Squadron 1 Leader: Jmuldo83
Grumpy, but not as grumpy as Grumpy. That would be too grumpy.
Mogul73, Combat Engineers Alpha - If there are no stupid questions, what kind of questions do stupid people ask?
DaCorpse, Combat Engineers Bravo - The voice of WKXO and the king of drive time talk.
MTRegan, Combat Engineers Charlie - Rack, rack, rack, rack, rack ball!
Squadron 2 Leader: DrFunTimes
Not the doctor of love, but a really Fun Time.
iModar, Combat Engineers Delta - The newspaper sage.
ArtichokeFarts, Combat Engineers Echo - Even smellier than it sounds.
Irish Spacer, Combat Engineers Foxtrot - God created liquor to keep the Irish from conquering the world.
Tartarus Squadron Leader: Mr Grouchy Bear
Finding new ways to steal your stuff since 3303.
Jacob OBegley, Chaos - I postpone life by living, by suffering, by risking, by giving, by losing.
Hairy Polo, Hades - Like most pirates, he is an unshaven bastard, though the Polo bit is rather unlike most pirates.
Colossal Marlin, Judgment - I think we're going to need a bigger boat.
Norsemen Squadron Leader: SweatyVelvet86
Of course I'm not going to be a pirate... I'm going to be a pirate KING!
Savage Sayers, Fafnir - I kill where I wish, and none dare resist.
Magnus Drago, Tiwaz - One's back is vulnerable, unless one has a brother.
Rav3n81, Wunjo - What's yours is now mine. What's mine is now ours.
Deep Exploration Recon Patrol:
Squadron 1 Leader: AVeryAverageGuy
Wears a tux in real life, a flight suit in the game, and uses a sextant in both. Also knows what a sextant is.
Awetwookie, Pioneer - And I thought they smelled bad on the outside....
Gremlinspotter, Endurance - He's already spotted two, it's pretty sweet.
Orange Blitz, Vanguard - He'll plant his flag in your supple peak, if you know what he means.
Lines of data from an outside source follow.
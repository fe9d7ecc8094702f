//! Encrypted per-user, per-site session store.
//!
//! Wraps a [`SessionRepository`] and owns every lifecycle transition of a
//! stored session. Payloads are sealed before they reach the repository and
//! plaintext never leaves this module except as the return value of
//! [`SessionStore::load`].

use crate::cipher::SealedBlob;
use crate::error::{DecryptFailure, Result, VaultError};
use crate::key::Keyring;
use crate::payload::StorageState;
use chrono::Duration;
use serde::Serialize;
use serde_json::Value;
use std::sync::Arc;
use vigia_core::{SessionEvent, SessionId, SessionStatus, Site, Timestamp, UserId};
use vigia_db::{NewSession, SessionKey, SessionMetadata, SessionRecord, SessionRepository};

/// Default session lifetime in days.
pub const DEFAULT_TTL_DAYS: u32 = 30;

/// Result of a successful upload.
#[derive(Debug, Clone, PartialEq, Eq, Serialize)]
#[serde(rename_all = "camelCase")]
pub struct SaveOutcome {
    /// Row identifier
    pub session_id: SessionId,
    /// Number of cookies in the payload
    pub cookie_count: usize,
    /// Number of origins in the payload
    pub origin_count: usize,
    /// Distinct cookie domains
    pub domains: Vec<String>,
    /// When the session stops being usable
    pub expires_at: Timestamp,
}

/// A decrypted, usable session.
#[derive(Debug, Clone)]
pub struct LoadedSession {
    /// Row identifier
    pub session_id: SessionId,
    /// Site the credential belongs to
    pub site: Site,
    /// Decrypted storage state
    pub state: StorageState,
}

/// Summary of a stored session. Never contains the payload.
#[derive(Debug, Clone, PartialEq, Eq, Serialize)]
#[serde(rename_all = "camelCase")]
pub struct SessionSummary {
    /// Row identifier
    pub session_id: SessionId,
    /// Site of the session
    pub site: Site,
    /// Domain of the session
    pub domain: String,
    /// Lifecycle status
    pub status: SessionStatus,
    /// Optional account label
    pub account_label: Option<String>,
    /// Payload counts, domains and error history
    pub metadata: SessionMetadata,
    /// Key version of the stored blob
    pub key_version: u32,
    /// Expiry time
    pub expires_at: Timestamp,
    /// Last successful load
    pub last_used_at: Option<Timestamp>,
    /// Last reported error
    pub last_error_at: Option<Timestamp>,
    /// Creation time
    pub created_at: Timestamp,
    /// Last modification time
    pub updated_at: Timestamp,
}

impl From<SessionRecord> for SessionSummary {
    fn from(record: SessionRecord) -> Self {
        Self {
            session_id: record.id,
            site: record.site,
            domain: record.domain,
            status: record.status,
            account_label: record.account_label,
            metadata: record.metadata,
            key_version: record.key_version,
            expires_at: record.expires_at,
            last_used_at: record.last_used_at,
            last_error_at: record.last_error_at,
            created_at: record.created_at,
            updated_at: record.updated_at,
        }
    }
}

/// Session store over a repository and a keyring.
#[derive(Clone)]
pub struct SessionStore {
    repo: Arc<dyn SessionRepository>,
    keyring: Arc<Keyring>,
    ttl: Duration,
}

impl std::fmt::Debug for SessionStore {
    fn fmt(&self, f: &mut std::fmt::Formatter<'_>) -> std::fmt::Result {
        f.debug_struct("SessionStore")
            .field("keyring", &self.keyring)
            .field("ttl", &self.ttl)
            .finish_non_exhaustive()
    }
}

impl SessionStore {
    /// Create a store whose uploads live for `ttl_days`.
    #[must_use]
    pub fn new(repo: Arc<dyn SessionRepository>, keyring: Keyring, ttl_days: u32) -> Self {
        Self {
            repo,
            keyring: Arc::new(keyring),
            ttl: Duration::days(i64::from(ttl_days)),
        }
    }

    fn key_for(user_id: &str, site: &str) -> Result<SessionKey> {
        // Site first: an unknown site is rejected before anything else.
        let site: Site = site.parse()?;
        let user_id = UserId::new(user_id)?;
        Ok(SessionKey::primary(user_id, site))
    }

    /// Validate, seal and upsert a payload, resetting the session to `ACTIVE`.
    ///
    /// # Errors
    /// - `UnsupportedSite` for an unknown site
    /// - `InvalidPayloadShape` if `payload` lacks `cookies`/`origins` arrays
    /// - `Validation` if the expiry falls outside the representable range
    /// - `KeyUnavailable`, `Encryption`, `Database` on infrastructure failures
    pub async fn save(
        &self,
        user_id: &str,
        site: &str,
        payload: &Value,
        account_label: Option<&str>,
    ) -> Result<SaveOutcome> {
        let key = Self::key_for(user_id, site)?;
        let state = StorageState::from_value(payload.clone())?;
        let summary = state.summary();

        let (key_version, secret) = self.keyring.current()?;
        let blob = SealedBlob::seal(&state.to_bytes()?, secret)?;

        let now = Timestamp::now();
        let expires_at = now.plus(self.ttl)?;
        let record = self
            .repo
            .upsert(NewSession {
                key: key.clone(),
                encrypted_blob: blob.to_string(),
                key_version,
                account_label: account_label.map(ToString::to_string),
                metadata: SessionMetadata {
                    cookie_count: summary.cookie_count,
                    origin_count: summary.origin_count,
                    domains: summary.domains.clone(),
                    uploaded_at: Some(now),
                    last_error_reason: None,
                    last_error_at: None,
                },
                expires_at,
            })
            .await?;

        tracing::info!(
            user_id = %key.user_id,
            site = %key.site,
            cookies = summary.cookie_count,
            origins = summary.origin_count,
            key_version,
            "Session saved"
        );

        Ok(SaveOutcome {
            session_id: record.id,
            cookie_count: summary.cookie_count,
            origin_count: summary.origin_count,
            domains: summary.domains,
            expires_at,
        })
    }

    /// Decrypt and return a usable session.
    ///
    /// Sessions whose status is not `ACTIVE` are rejected without touching
    /// the ciphertext. A session past its expiry is flipped to `EXPIRED`. A
    /// payload that decrypts but no longer has the expected shape is flipped
    /// to `INVALID`. Rows sealed under an older key version are re-sealed
    /// with the current key.
    ///
    /// # Errors
    /// `SessionNotFound`, `SessionNeedsReauth`, `SessionExpiredByStatus`,
    /// `SessionExpiredByTime`, `SessionInvalid`, `Decryption`, or
    /// infrastructure errors.
    pub async fn load(&self, user_id: &str, site: &str) -> Result<LoadedSession> {
        let key = Self::key_for(user_id, site)?;
        let record = self
            .repo
            .find(&key)
            .await?
            .ok_or(VaultError::SessionNotFound { site: key.site })?;

        match record.status {
            SessionStatus::Active => {}
            SessionStatus::NeedsReauth => {
                return Err(VaultError::SessionNeedsReauth { site: key.site })
            }
            SessionStatus::Expired => {
                return Err(VaultError::SessionExpiredByStatus { site: key.site })
            }
            SessionStatus::Invalid => return Err(VaultError::SessionInvalid { site: key.site }),
        }

        let now = Timestamp::now();
        if record.expires_at.is_before(&now) {
            // Conditional on the stored expiry so a concurrent re-upload survives.
            self.repo.expire_if_past(&key, now).await?;
            tracing::info!(
                user_id = %key.user_id,
                site = %key.site,
                expires_at = %record.expires_at,
                "Session expired by time"
            );
            return Err(VaultError::SessionExpiredByTime {
                site: key.site,
                expired_at: record.expires_at,
            });
        }

        let plaintext = self.open(&record).inspect_err(|e| {
            tracing::warn!(
                user_id = %key.user_id,
                site = %key.site,
                key_version = record.key_version,
                error = %e,
                "Session blob could not be decrypted"
            );
        })?;

        let Ok(state) = StorageState::from_slice(&plaintext) else {
            self.repo.invalidate_blob(&key, &record.encrypted_blob).await?;
            tracing::warn!(
                user_id = %key.user_id,
                site = %key.site,
                "Decrypted session failed the payload shape check"
            );
            return Err(VaultError::SessionInvalid { site: key.site });
        };

        self.repo.touch_last_used(&key, now).await?;

        if let Err(e) = self.reseal_if_stale(&key, &record, &state).await {
            tracing::warn!(
                user_id = %key.user_id,
                site = %key.site,
                error = %e,
                "Failed to re-encrypt session under the current key"
            );
        }

        tracing::debug!(user_id = %key.user_id, site = %key.site, "Session loaded");

        Ok(LoadedSession {
            session_id: record.id,
            site: key.site,
            state,
        })
    }

    fn open(&self, record: &SessionRecord) -> Result<zeroize::Zeroizing<Vec<u8>>> {
        let secret = self.keyring.get(record.key_version).ok_or_else(|| {
            DecryptFailure::Cipher(format!("no key for version {}", record.key_version))
        })?;
        let blob: SealedBlob = record.encrypted_blob.parse()?;
        Ok(blob.open(secret)?)
    }

    async fn reseal_if_stale(
        &self,
        key: &SessionKey,
        record: &SessionRecord,
        state: &StorageState,
    ) -> Result<()> {
        let (current_version, secret) = self.keyring.current()?;
        if record.key_version >= current_version {
            return Ok(());
        }

        let blob = SealedBlob::seal(&state.to_bytes()?, secret)?;
        self.repo
            .replace_blob(key, &blob.to_string(), current_version)
            .await?;

        tracing::info!(
            user_id = %key.user_id,
            site = %key.site,
            from = record.key_version,
            to = current_version,
            "Session re-encrypted under current key"
        );
        Ok(())
    }

    /// Flag a session after the crawler hit a login wall.
    ///
    /// Records `reason` and the time in the metadata and sets
    /// `last_error_at`. The status becomes `NEEDS_REAUTH` unless it is
    /// already more severe. Returns `false` if no session exists.
    ///
    /// # Errors
    /// `UnsupportedSite` or `Database`.
    pub async fn mark_needs_reauth(
        &self,
        user_id: &str,
        site: &str,
        reason: Option<&str>,
    ) -> Result<bool> {
        let key = Self::key_for(user_id, site)?;
        let target = SessionStatus::Active.apply(SessionEvent::LoginWall);

        let updated = self
            .repo
            .record_error(&key, target, reason, Timestamp::now())
            .await?;
        if !updated {
            return Ok(false);
        }
        tracing::info!(
            user_id = %key.user_id,
            site = %key.site,
            status = %target,
            reason = reason.unwrap_or("unspecified"),
            "Session marked for re-authentication"
        );
        Ok(true)
    }

    /// Set the session to `EXPIRED`. Returns the number of rows affected;
    /// an `INVALID` session is left as is.
    ///
    /// # Errors
    /// `UnsupportedSite` or `Database`.
    pub async fn mark_expired(&self, user_id: &str, site: &str) -> Result<u64> {
        let key = Self::key_for(user_id, site)?;
        let target = SessionStatus::Active.apply(SessionEvent::MarkedExpired);
        let affected = self.repo.escalate_status(&key, target).await?;
        tracing::info!(user_id = %key.user_id, site = %key.site, affected, "Session marked expired");
        Ok(affected)
    }

    /// Delete a session. Returns whether one existed.
    ///
    /// # Errors
    /// `UnsupportedSite` or `Database`.
    pub async fn delete(&self, user_id: &str, site: &str) -> Result<bool> {
        let key = Self::key_for(user_id, site)?;
        let deleted = self.repo.delete(&key).await?;
        tracing::info!(user_id = %key.user_id, site = %key.site, deleted, "Session deleted");
        Ok(deleted)
    }

    /// Whether a session exists with status `ACTIVE`.
    ///
    /// # Errors
    /// `UnsupportedSite` or `Database`.
    pub async fn has_active_session(&self, user_id: &str, site: &str) -> Result<bool> {
        Ok(self.status(user_id, site).await? == Some(SessionStatus::Active))
    }

    /// Current status, or `None` if no session exists.
    ///
    /// # Errors
    /// `UnsupportedSite` or `Database`.
    pub async fn status(&self, user_id: &str, site: &str) -> Result<Option<SessionStatus>> {
        let key = Self::key_for(user_id, site)?;
        Ok(self.repo.find(&key).await?.map(|record| record.status))
    }

    /// Summary of a single session.
    ///
    /// # Errors
    /// `UnsupportedSite` or `Database`.
    pub async fn summary(&self, user_id: &str, site: &str) -> Result<Option<SessionSummary>> {
        let key = Self::key_for(user_id, site)?;
        Ok(self.repo.find(&key).await?.map(SessionSummary::from))
    }

    /// Summaries of every session of a user.
    ///
    /// # Errors
    /// `Validation` for a malformed user id, or `Database`.
    pub async fn list_all(&self, user_id: &str) -> Result<Vec<SessionSummary>> {
        let user_id = UserId::new(user_id)?;
        let records = self.repo.list_for_user(&user_id).await?;
        Ok(records.into_iter().map(SessionSummary::from).collect())
    }
}
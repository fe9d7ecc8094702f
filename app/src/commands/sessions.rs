//! Session management commands.

use crate::error::CommandError;
use crate::state::AppState;
use serde::Serialize;
use serde_json::Value;
use tracing::{info, warn};
use vigia_core::{SessionStatus, Site, UserId};
use vigia_vault::{PayloadSummary, SaveOutcome, SessionSummary, VaultError};

/// Status of one user's session on one site.
#[derive(Debug, Clone, PartialEq, Eq, Serialize)]
#[serde(rename_all = "camelCase")]
pub struct SessionStatusOutput {
    /// Site that was queried
    pub site: Site,
    /// Stored status, `None` when nothing is stored
    pub status: Option<SessionStatus>,
    /// Whether the session is `ACTIVE` and not past its expiry
    pub has_active_session: bool,
}

/// Result of a delete.
#[derive(Debug, Clone, PartialEq, Eq, Serialize)]
#[serde(rename_all = "camelCase")]
pub struct DeleteOutput {
    /// Whether a session was removed
    pub deleted: bool,
}

/// Result of a validation.
#[derive(Debug, Clone, PartialEq, Eq, Serialize)]
#[serde(rename_all = "camelCase")]
pub struct ValidationOutput {
    /// Whether the session can be used for a crawl
    pub valid: bool,
    /// Status after validation
    pub status: Option<SessionStatus>,
    /// Error code explaining an invalid session
    pub reason: Option<String>,
    /// Payload counts, present for a valid session
    pub summary: Option<PayloadSummary>,
}

/// Resolve a site identifier through the registry.
fn site_of(state: &AppState, site: &str) -> Result<Site, CommandError> {
    Ok(state.registry.get_by_name(site)?.site)
}

/// Drop the cached credential so the next crawl sees the store change.
async fn evict_cached(state: &AppState, user_id: &str, site: Site) {
    if let Ok(user_id) = UserId::new(user_id) {
        state.cascade.manager().evict(&user_id, site).await;
    }
}

/// List every stored session of a user, without payloads.
pub async fn list_sessions(
    state: &AppState,
    user_id: String,
) -> Result<Vec<SessionSummary>, CommandError> {
    let sessions = state.store.list_all(&user_id).await?;
    info!(user_id = %user_id, count = sessions.len(), "Listed sessions");
    Ok(sessions)
}

/// Report the stored status of a user's session on a site.
pub async fn session_status(
    state: &AppState,
    user_id: String,
    site: String,
) -> Result<SessionStatusOutput, CommandError> {
    let parsed = site_of(state, &site)?;
    let status = state.store.status(&user_id, &site).await?;
    let has_active_session = state.store.has_active_session(&user_id, &site).await?;

    Ok(SessionStatusOutput {
        site: parsed,
        status,
        has_active_session,
    })
}

/// Encrypt and store an uploaded storage state, replacing any previous one.
pub async fn upload_session(
    state: &AppState,
    user_id: String,
    site: String,
    payload: Value,
    account_label: Option<String>,
) -> Result<SaveOutcome, CommandError> {
    let parsed = site_of(state, &site)?;
    let outcome = state
        .store
        .save(&user_id, &site, &payload, account_label.as_deref())
        .await?;

    evict_cached(state, &user_id, parsed).await;

    info!(
        user_id = %user_id,
        site = %parsed,
        cookies = outcome.cookie_count,
        "Session uploaded"
    );
    Ok(outcome)
}

/// Delete a user's session on a site.
pub async fn delete_session(
    state: &AppState,
    user_id: String,
    site: String,
) -> Result<DeleteOutput, CommandError> {
    let parsed = site_of(state, &site)?;
    let deleted = state.store.delete(&user_id, &site).await?;

    evict_cached(state, &user_id, parsed).await;

    info!(user_id = %user_id, site = %parsed, deleted, "Session delete requested");
    Ok(DeleteOutput { deleted })
}

/// Check that a stored session still decrypts and is usable.
///
/// Lifecycle failures come back as `valid: false`; infrastructure failures
/// are errors.
pub async fn validate_session(
    state: &AppState,
    user_id: String,
    site: String,
) -> Result<ValidationOutput, CommandError> {
    site_of(state, &site)?;

    match state.store.load(&user_id, &site).await {
        Ok(loaded) => Ok(ValidationOutput {
            valid: true,
            status: Some(SessionStatus::Active),
            reason: None,
            summary: Some(loaded.state.summary()),
        }),
        Err(
            err @ (VaultError::SessionNotFound { .. }
            | VaultError::SessionNeedsReauth { .. }
            | VaultError::SessionExpiredByStatus { .. }
            | VaultError::SessionExpiredByTime { .. }
            | VaultError::SessionInvalid { .. }
            | VaultError::Decryption(_)),
        ) => {
            warn!(user_id = %user_id, site = %site, error = %err, "Session failed validation");
            let reason = CommandError::from(err).code;
            let status = state.store.status(&user_id, &site).await?;
            Ok(ValidationOutput {
                valid: false,
                status,
                reason: Some(reason),
                summary: None,
            })
        }
        Err(err) => Err(err.into()),
    }
}
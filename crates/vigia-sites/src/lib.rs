//! Vigia Sites - Per-site crawl configuration.
//!
//! Everything the generic crawl engine needs to treat each marketplace
//! differently lives here as data: selectors, pacing, timing, anti-detection
//! posture, scroll strategy, page-classification text and a few pure parsers.
//!
//! # Architecture
//!
//! - **Definition Types** ([`definition`]): [`SiteConfig`] and its parts
//! - **Catalog** ([`catalog`]): built-in configuration for every supported site
//! - **Registry** ([`registry`]): immutable lookup built once at boot
//! - **Selectors** ([`selectors`]): ordered CSS fallback chains
//! - **Patterns** ([`patterns`]): login wall / checkpoint / empty result detection
//! - **Parsers** ([`parsers`]): prices, listing ids, URL normalization
//! - **Extraction** ([`extract`]): listing cards from a rendered page
//!
//! # Example
//!
//! ```rust
//! use vigia_sites::{classify_page, PageClass, SiteRegistry};
//! use vigia_core::Site;
//!
//! # fn main() -> Result<(), Box<dyn std::error::Error>> {
//! let registry = SiteRegistry::builtin()?;
//! let config = registry.get(Site::MercadoLivre)?;
//!
//! let class = classify_page("Para continuar, acesse sua conta", &config.patterns);
//! assert_eq!(class, PageClass::LoginWall);
//! # Ok(())
//! # }
//! ```

#![warn(missing_docs)]
#![warn(clippy::all)]
#![warn(clippy::pedantic)]
#![allow(clippy::module_name_repetitions)]
#![allow(clippy::missing_errors_doc)]
#![allow(clippy::missing_panics_doc)]

pub mod catalog;
pub mod definition;
pub mod error;
pub mod extract;
pub mod parsers;
pub mod patterns;
pub mod registry;
pub mod selectors;

pub use definition::{
    AntiDetection, AuthMode, RateLimit, ScrollStrategy, Selectors, SiteConfig, StealthLevel,
    Timeouts,
};
pub use error::{Result, SiteError};
pub use extract::{extract_listings, Listing};
pub use patterns::{classify_page, contains_any, PageClass, PagePatterns};
pub use registry::{SiteRegistry, SiteRegistryBuilder};
pub use selectors::SelectorChain;
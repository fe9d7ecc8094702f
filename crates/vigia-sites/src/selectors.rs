//! Ordered CSS selector fallback chains.
//!
//! Marketplaces ship markup changes without notice, so every field is
//! located through a list of selectors tried in order. The first selector
//! that matches wins; order is significant.

use scraper::{ElementRef, Html, Selector};
use serde::Serialize;

/// Ordered list of CSS selectors for one field.
#[derive(Debug, Clone, Default, PartialEq, Eq, Serialize)]
#[serde(transparent)]
pub struct SelectorChain(Vec<String>);

impl SelectorChain {
    /// Build a chain from selectors in priority order.
    pub fn new<I, S>(selectors: I) -> Self
    where
        I: IntoIterator<Item = S>,
        S: Into<String>,
    {
        Self(selectors.into_iter().map(Into::into).collect())
    }

    /// Selectors in priority order.
    #[must_use]
    pub fn selectors(&self) -> &[String] {
        &self.0
    }

    /// Whether the chain has no selector at all.
    #[must_use]
    pub fn is_empty(&self) -> bool {
        self.0.is_empty()
    }

    /// Check that every selector parses.
    ///
    /// # Errors
    /// Returns the first offending selector and the parser message.
    pub fn validate(&self) -> std::result::Result<(), String> {
        for raw in &self.0 {
            Selector::parse(raw).map_err(|e| format!("invalid selector '{raw}': {e}"))?;
        }
        Ok(())
    }

    fn parsed(&self) -> impl Iterator<Item = Selector> + '_ {
        self.0.iter().filter_map(|raw| match Selector::parse(raw) {
            Ok(selector) => Some(selector),
            Err(e) => {
                tracing::warn!(selector = %raw, error = %e, "Skipping unparsable selector");
                None
            }
        })
    }

    /// First element in the document matched by the earliest selector that matches.
    #[must_use]
    pub fn first_match<'a>(&self, html: &'a Html) -> Option<ElementRef<'a>> {
        self.parsed()
            .find_map(|selector| html.select(&selector).next())
    }

    /// Like [`first_match`](Self::first_match), scoped to the descendants of `scope`.
    #[must_use]
    pub fn first_match_in<'a>(&self, scope: ElementRef<'a>) -> Option<ElementRef<'a>> {
        self.parsed()
            .find_map(|selector| scope.select(&selector).next())
    }

    /// Every element matched by the earliest selector that matches anything.
    #[must_use]
    pub fn all_matches<'a>(&self, html: &'a Html) -> Vec<ElementRef<'a>> {
        self.parsed()
            .map(|selector| html.select(&selector).collect::<Vec<_>>())
            .find(|matches| !matches.is_empty())
            .unwrap_or_default()
    }

    /// Trimmed text of the first match inside `scope`, skipping empty matches.
    #[must_use]
    pub fn text_in(&self, scope: ElementRef<'_>) -> Option<String> {
        self.parsed().find_map(|selector| {
            scope
                .select(&selector)
                .map(|el| collapse_whitespace(&el.text().collect::<String>()))
                .find(|text| !text.is_empty())
        })
    }

    /// Value of `attr` on the first match inside `scope` that carries it.
    #[must_use]
    pub fn attr_in(&self, scope: ElementRef<'_>, attr: &str) -> Option<String> {
        self.parsed().find_map(|selector| {
            scope
                .select(&selector)
                .find_map(|el| el.value().attr(attr))
                .map(str::trim)
                .filter(|value| !value.is_empty())
                .map(ToString::to_string)
        })
    }
}

fn collapse_whitespace(text: &str) -> String {
    text.split_whitespace().collect::<Vec<_>>().join(" ")
}
//! Stored, encrypted sessions.

use crate::credential::{Credential, CredentialSource};
use crate::error::{AuthError, Result};
use async_trait::async_trait;
use tracing::debug;
use vigia_core::{CredentialSourceKind, Site, UserId};
use vigia_vault::{SessionStore, VaultError};

/// Reads the user's uploaded session from the [`SessionStore`].
#[derive(Debug, Clone)]
pub struct SessionStoreSource {
    store: SessionStore,
}

impl SessionStoreSource {
    /// Wrap a session store.
    #[must_use]
    pub fn new(store: SessionStore) -> Self {
        Self { store }
    }
}

#[async_trait]
impl CredentialSource for SessionStoreSource {
    fn kind(&self) -> CredentialSourceKind {
        CredentialSourceKind::Db
    }

    async fn try_resolve(&self, user_id: &UserId, site: Site) -> Result<Option<Credential>> {
        match self.store.load(user_id.as_str(), site.as_str()).await {
            Ok(loaded) => Ok(Some(Credential {
                source: CredentialSourceKind::Db,
                session_id: Some(loaded.session_id),
                state: loaded.state,
            })),
            // Lifecycle outcomes: the session exists but is not usable.
            Err(
                e @ (VaultError::SessionNotFound { .. }
                | VaultError::SessionNeedsReauth { .. }
                | VaultError::SessionExpiredByStatus { .. }
                | VaultError::SessionExpiredByTime { .. }
                | VaultError::SessionInvalid { .. }),
            ) => {
                debug!(user_id = %user_id, site = %site, reason = %e, "no usable stored session");
                Ok(None)
            }
            Err(e) => Err(AuthError::source_failure(
                CredentialSourceKind::Db,
                e.to_string(),
            )),
        }
    }
}

#[cfg(test)]
mod tests {
    use super::*;
    use serde_json::json;
    use std::sync::Arc;
    use vigia_db::Database;
    use vigia_vault::{Keyring, DEFAULT_TTL_DAYS};

    async fn store() -> SessionStore {
        let db = Database::open_and_migrate(":memory:", 1)
            .await
            .expect("create database");
        SessionStore::new(Arc::new(db), Keyring::single(1, [7; 32]), DEFAULT_TTL_DAYS)
    }

    fn user() -> UserId {
        UserId::new("u1").expect("valid user")
    }

    #[tokio::test]
    async fn test_active_session_resolves() {
        let store = store().await;
        let outcome = store
            .save("u1", "OLX", &json!({"cookies": [], "origins": []}), None)
            .await
            .expect("save");

        let source = SessionStoreSource::new(store);
        let credential = source
            .try_resolve(&user(), Site::Olx)
            .await
            .expect("resolve")
            .expect("credential");

        assert_eq!(credential.source, CredentialSourceKind::Db);
        assert_eq!(credential.session_id, Some(outcome.session_id));
    }

    #[tokio::test]
    async fn test_missing_or_flagged_session_yields_none() {
        let store = store().await;
        let source = SessionStoreSource::new(store.clone());
        assert!(source
            .try_resolve(&user(), Site::Olx)
            .await
            .expect("resolve")
            .is_none());

        store
            .save("u1", "OLX", &json!({"cookies": [], "origins": []}), None)
            .await
            .expect("save");
        store
            .mark_needs_reauth("u1", "OLX", Some("login wall"))
            .await
            .expect("mark");
        assert!(source
            .try_resolve(&user(), Site::Olx)
            .await
            .expect("resolve")
            .is_none());
    }
}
Squadron 2 Leader: HurtPAINdeaD
There's an important difference between a highway man and a highwayman.
DoG Duggy, Eärendil - Hakuna your ta-tas. It means calm your tits.
Ecmc007, Endeavor - Scuk my peins...
VV33DKiLLER, X-Cosmos - Everything is funny, as long as it's happening to somebody else.